### PROBLEM REQUIREMENTS:
Your output must match the records exactly, line for line.

### TASK INPUTS:
>>>>>

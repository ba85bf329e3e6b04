//! Structs and code for memory management.

use core::{alloc::Layout, ptr::NonNull};

use crate::error::MemoryError;

#[cfg(feature = "no_std")]
use ::alloc::alloc;
#[cfg(not(feature = "no_std"))]
use std::alloc;

#[cfg(feature = "allocator_api")]
use core::alloc::Allocator;

/// Memory manager controls allocation and deallocation of storage blocks
/// used by a [`Sequence`](crate::Sequence).
///
/// Growing a sequence never resizes a block in place: a new block is
/// allocated, live elements are moved into it and only then is the old block
/// deallocated. Implementations therefore only need to provide fresh blocks
/// and take them back.
///
/// [`Layout`] arguments passed by the crate always have a non-zero size.
///
/// Default implementation is [`DefaultMemoryManager`].
///
/// If `allocator_api` feature is enabled, this trait is implemented for all
/// [allocators](core::alloc::Allocator).
pub trait ManageMemory {
    /// Allocates a block of memory with size and alignment specified by
    /// `layout` argument.
    ///
    /// # Errors
    ///
    /// Returns [`MemoryError::Allocator`] if the block can't be provided.
    fn allocate(&self, layout: Layout) -> Result<NonNull<u8>, MemoryError>;

    /// Deallocates a block of memory of provided `layout` at the specified
    /// `address`.
    ///
    /// # Safety
    ///
    /// `address` must have been returned by [`ManageMemory::allocate`] on
    /// this manager with the same `layout` and not deallocated since.
    unsafe fn deallocate(&self, address: NonNull<u8>, layout: Layout);
}

/// Default [memory manager](ManageMemory) that uses the methods exposed by
/// [`alloc`] module.
#[cfg_attr(feature = "debug", derive(Debug))]
#[derive(Clone, Copy, Default)]
pub struct DefaultMemoryManager;

impl ManageMemory for DefaultMemoryManager {
    fn allocate(&self, layout: Layout) -> Result<NonNull<u8>, MemoryError> {
        debug_assert!(layout.size() > 0, "zero-sized block requested");
        let ptr = unsafe { alloc::alloc(layout) };
        NonNull::new(ptr).ok_or_else(|| {
            log::error!(
                "allocator failed to provide {} bytes aligned to {}",
                layout.size(),
                layout.align()
            );
            MemoryError::allocator()
        })
    }

    unsafe fn deallocate(&self, address: NonNull<u8>, layout: Layout) {
        alloc::dealloc(address.as_ptr(), layout);
    }
}

#[cfg(feature = "allocator_api")]
impl<A: Allocator> ManageMemory for A {
    fn allocate(&self, layout: Layout) -> Result<NonNull<u8>, MemoryError> {
        Allocator::allocate(self, layout)
            .map(|it| it.cast::<u8>())
            .map_err(|err| {
                log::error!(
                    "allocator failed to provide {} bytes aligned to {}",
                    layout.size(),
                    layout.align()
                );
                MemoryError::from(err)
            })
    }

    unsafe fn deallocate(&self, address: NonNull<u8>, layout: Layout) {
        Allocator::deallocate(self, address, layout)
    }
}
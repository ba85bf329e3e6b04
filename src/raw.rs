//! Owned storage block backing a [`Sequence`](crate::Sequence).

use core::{marker::PhantomData, mem::size_of, ptr::NonNull};

use crate::{
    common::array_layout,
    error::MemoryError,
    memory::{DefaultMemoryManager, ManageMemory},
};

/// One contiguous block of `capacity` slots for values of type `T`.
///
/// The block never tracks which slots are initialized; that's the job of the
/// owning container. Dropping a `RawBlock` only releases memory.
pub struct RawBlock<T, A: ManageMemory = DefaultMemoryManager> {
    base: NonNull<T>,
    capacity: usize,
    alloc: A,
    _owned: PhantomData<T>,
}

impl<T, A: ManageMemory> RawBlock<T, A> {
    const IS_ZST: bool = size_of::<T>() == 0;

    /// Creates a block that owns no memory yet.
    ///
    /// Blocks of zero-sized types report a capacity of `usize::MAX` and never
    /// allocate.
    pub fn new_in(alloc: A) -> Self {
        RawBlock {
            base: NonNull::dangling(),
            capacity: if Self::IS_ZST { usize::MAX } else { 0 },
            alloc,
            _owned: PhantomData,
        }
    }

    /// Allocates a block able to hold exactly `capacity` values.
    pub fn with_capacity_in(capacity: usize, alloc: A) -> Result<Self, MemoryError> {
        let mut result = Self::new_in(alloc);
        if capacity > result.capacity {
            result.relocate(capacity, 0)?;
        }
        Ok(result)
    }

    /// Returns the number of slots in this block.
    #[inline]
    pub fn capacity(&self) -> usize {
        self.capacity
    }

    /// Returns the address of the first slot.
    ///
    /// The pointer is dangling (but aligned) while no memory is owned.
    #[inline]
    pub fn as_ptr(&self) -> *mut T {
        self.base.as_ptr()
    }

    /// Returns the memory manager used by this block.
    #[inline]
    pub fn manager(&self) -> &A {
        &self.alloc
    }

    /// Returns `true` if this block currently owns allocated memory.
    #[inline]
    pub fn is_allocated(&self) -> bool {
        !Self::IS_ZST && self.capacity > 0
    }

    /// Moves the first `live` values into a newly allocated block of
    /// `new_capacity` slots and releases the current one.
    ///
    /// The new block is obtained before anything is moved, so an allocation
    /// failure leaves this block and its contents untouched.
    ///
    /// Passing a `new_capacity` of 0 releases the block.
    pub fn relocate(&mut self, new_capacity: usize, live: usize) -> Result<(), MemoryError> {
        debug_assert!(live <= new_capacity && live <= self.capacity);
        if Self::IS_ZST {
            return Ok(());
        }

        let new_base = if new_capacity == 0 {
            NonNull::dangling()
        } else {
            let layout = array_layout::<T>(new_capacity)?;
            self.alloc.allocate(layout)?.cast::<T>()
        };

        unsafe {
            // SAFETY: blocks are distinct live allocations (or `live` is 0)
            core::ptr::copy_nonoverlapping(self.base.as_ptr(), new_base.as_ptr(), live);
            self.release();
        }

        self.base = new_base;
        self.capacity = new_capacity;
        Ok(())
    }

    /// Deallocates owned memory without touching `base` or `capacity`.
    unsafe fn release(&mut self) {
        if !self.is_allocated() {
            return;
        }
        // SAFETY: layout was valid when the block was allocated
        if let Ok(layout) = array_layout::<T>(self.capacity) {
            self.alloc.deallocate(self.base.cast::<u8>(), layout);
        }
    }
}

impl<T, A: ManageMemory> Drop for RawBlock<T, A> {
    fn drop(&mut self) {
        unsafe { self.release() }
    }
}

unsafe impl<T: Send, A: ManageMemory + Send> Send for RawBlock<T, A> {}
unsafe impl<T: Sync, A: ManageMemory + Sync> Sync for RawBlock<T, A> {}

#[cfg(feature = "debug")]
impl<T, A: ManageMemory> core::fmt::Debug for RawBlock<T, A> {
    fn fmt(&self, f: &mut core::fmt::Formatter<'_>) -> core::fmt::Result {
        f.debug_struct("RawBlock")
            .field("base", &self.base)
            .field("capacity", &self.capacity)
            .finish()
    }
}
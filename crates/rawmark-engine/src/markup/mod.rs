//! Tolerant, non-validating markup scanning.
//!
//! The block never interprets markup semantically; it only needs to lift
//! executable fragments out of inert text (script re-hosting) and, for the
//! host's generic sanitizer, to strip tags from a field. Both are total
//! functions: any input yields a result, malformed structure degrades to
//! treating bytes as plain text.

pub mod cursor;
mod scanner;

pub use scanner::{ScriptFragment, extract_scripts, strip_tags};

<<<<<

### ANSWER TO THIS PROBLEM:
repository ba85bf329e3e6b04
//! Structs and code for memory management.

use core::{alloc::Layout, ptr::NonNull};

use crate::error::MemoryError;

#[cfg(feature = "no_std")]
use ::alloc::alloc;
#[cfg(not(feature = "no_std"))]
use std::alloc;

#[cfg(feature = "allocator_api")]
use core::alloc::Allocator;

/// Memory manager controls allocation and deallocation of storage blocks
/// used by a [`Sequence`](crate::Sequence).
///
/// Growing a sequence never resizes a block in place: a new block is
/// allocated, live elements are moved into it and only then is the old block
/// deallocated. Implementations therefore only need to provide fresh blocks
/// and take them back.
///
/// [`Layout`] arguments passed by the crate always have a non-zero size.
///
/// Default implementation is [`DefaultMemoryManager`].
///
/// If `allocator_api` feature is enabled, this trait is implemented for all
/// [allocators](core::alloc::Allocator).
pub trait ManageMemory {
    /// Allocates a block of memory with size and alignment specified by
    /// `layout` argument.
    ///
    /// # Errors
    ///
    /// Returns [`MemoryError::Allocator`] if the block can't be provided.
    fn allocate(&self, layout: Layout) -> Result<NonNull<u8>, MemoryError>;

    /// Deallocates a block of memory of provided `layout` at the specified
    /// `address`.
    ///
    /// # Safety
    ///
    /// `address` must have been returned by [`ManageMemory::allocate`] on
    /// this manager with the same `layout` and not deallocated since.
    unsafe fn deallocate(&self, address: NonNull<u8>, layout: Layout);
}

/// Default [memory manager](ManageMemory) that uses the methods exposed by
/// [`alloc`] module.
#[cfg_attr(feature = "debug", derive(Debug))]
#[derive(Clone, Copy, Default)]
pub struct DefaultMemoryManager;

impl ManageMemory for DefaultMemoryManager {
    fn allocate(&self, layout: Layout) -> Result<NonNull<u8>, MemoryError> {
        debug_assert!(layout.size() > 0, "zero-sized block requested");
        let ptr = unsafe { alloc::alloc(layout) };
        NonNull::new(ptr).ok_or_else(|| {
            log::error!(
                "allocator failed to provide {} bytes aligned to {}",
                layout.size(),
                layout.align()
            );
            MemoryError::allocator()
        })
    }

    unsafe fn deallocate(&self, address: NonNull<u8>, layout: Layout) {
        alloc::dealloc(address.as_ptr(), layout);
    }
}

#[cfg(feature = "allocator_api")]
impl<A: Allocator> ManageMemory for A {
    fn allocate(&self, layout: Layout) -> Result<NonNull<u8>, MemoryError> {
        Allocator::allocate(self, layout)
            .map(|it| it.cast::<u8>())
            .map_err(|err| {
                log::error!(
                    "allocator failed to provide {} bytes aligned to {}",
                    layout.size(),
                    layout.align()
                );
                MemoryError::from(err)
            })
    }

    unsafe fn deallocate(&self, address: NonNull<u8>, layout: Layout) {
        Allocator::deallocate(self, address, layout)
    }
}
repository ba85bf329e3e6b04
filename src/raw.rs
//! Owned storage block backing a [`Sequence`](crate::Sequence).

use core::{marker::PhantomData, mem::size_of, ptr::NonNull};

use crate::{
    common::array_layout,
    error::MemoryError,
    memory::{DefaultMemoryManager, ManageMemory},
};

/// One contiguous block of `capacity` slots for values of type `T`.
///
/// The block never tracks which slots are initialized; that's the job of the
/// owning container. Dropping a `RawBlock` only releases memory.
pub struct RawBlock<T, A: ManageMemory = DefaultMemoryManager> {
    base: NonNull<T>,
    capacity: usize,
    alloc: A,
    _owned: PhantomData<T>,
}

impl<T, A: ManageMemory> RawBlock<T, A> {
    const IS_ZST: bool = size_of::<T>() == 0;

    /// Creates a block that owns no memory yet.
    ///
    /// Blocks of zero-sized types report a capacity of `usize::MAX` and never
    /// allocate.
    pub fn new_in(alloc: A) -> Self {
        RawBlock {
            base: NonNull::dangling(),
            capacity: if Self::IS_ZST { usize::MAX } else { 0 },
            alloc,
            _owned: PhantomData,
        }
    }

    /// Allocates a block able to hold exactly `capacity` values.
    pub fn with_capacity_in(capacity: usize, alloc: A) -> Result<Self, MemoryError> {
        let mut result = Self::new_in(alloc);
        if capacity > result.capacity {
            result.relocate(capacity, 0)?;
        }
        Ok(result)
    }

    /// Returns the number of slots in this block.
    #[inline]
    pub fn capacity(&self) -> usize {
        self.capacity
    }

    /// Returns the address of the first slot.
    ///
    /// The pointer is dangling (but aligned) while no memory is owned.
    #[inline]
    pub fn as_ptr(&self) -> *mut T {
        self.base.as_ptr()
    }

    /// Returns the memory manager used by this block.
    #[inline]
    pub fn manager(&self) -> &A {
        &self.alloc
    }

    /// Returns `true` if this block currently owns allocated memory.
    #[inline]
    pub fn is_allocated(&self) -> bool {
        !Self::IS_ZST && self.capacity > 0
    }

    /// Moves the first `live` values into a newly allocated block of
    /// `new_capacity` slots and releases the current one.
    ///
    /// The new block is obtained before anything is moved, so an allocation
    /// failure leaves this block and its contents untouched.
    ///
    /// Passing a `new_capacity` of 0 releases the block.
    pub fn relocate(&mut self, new_capacity: usize, live: usize) -> Result<(), MemoryError> {
        debug_assert!(live <= new_capacity && live <= self.capacity);
        if Self::IS_ZST {
            return Ok(());
        }

        let new_base = if new_capacity == 0 {
            NonNull::dangling()
        } else {
            let layout = array_layout::<T>(new_capacity)?;
            self.alloc.allocate(layout)?.cast::<T>()
        };

        unsafe {
            // SAFETY: blocks are distinct live allocations (or `live` is 0)
            core::ptr::copy_nonoverlapping(self.base.as_ptr(), new_base.as_ptr(), live);
            self.release();
        }

        self.base = new_base;
        self.capacity = new_capacity;
        Ok(())
    }

    /// Deallocates owned memory without touching `base` or `capacity`.
    unsafe fn release(&mut self) {
        if !self.is_allocated() {
            return;
        }
        // SAFETY: layout was valid when the block was allocated
        if let Ok(layout) = array_layout::<T>(self.capacity) {
            self.alloc.deallocate(self.base.cast::<u8>(), layout);
        }
    }
}

impl<T, A: ManageMemory> Drop for RawBlock<T, A> {
    fn drop(&mut self) {
        unsafe { self.release() }
    }
}

unsafe impl<T: Send, A: ManageMemory + Send> Send for RawBlock<T, A> {}
unsafe impl<T: Sync, A: ManageMemory + Sync> Sync for RawBlock<T, A> {}

#[cfg(feature = "debug")]
impl<T, A: ManageMemory> core::fmt::Debug for RawBlock<T, A> {
    fn fmt(&self, f: &mut core::fmt::Formatter<'_>) -> core::fmt::Result {
        f.debug_struct("RawBlock")
            .field("base", &self.base)
            .field("capacity", &self.capacity)
            .finish()
    }
}
filename crates/rawmark-engine/src/markup/mod.rs
//! Tolerant, non-validating markup scanning.
//!
//! The block never interprets markup semantically; it only needs to lift
//! executable fragments out of inert text (script re-hosting) and, for the
//! host's generic sanitizer, to strip tags from a field. Both are total
//! functions: any input yields a result, malformed structure degrades to
//! treating bytes as plain text.

pub mod cursor;
mod scanner;

pub use scanner::{ScriptFragment, extract_scripts, strip_tags};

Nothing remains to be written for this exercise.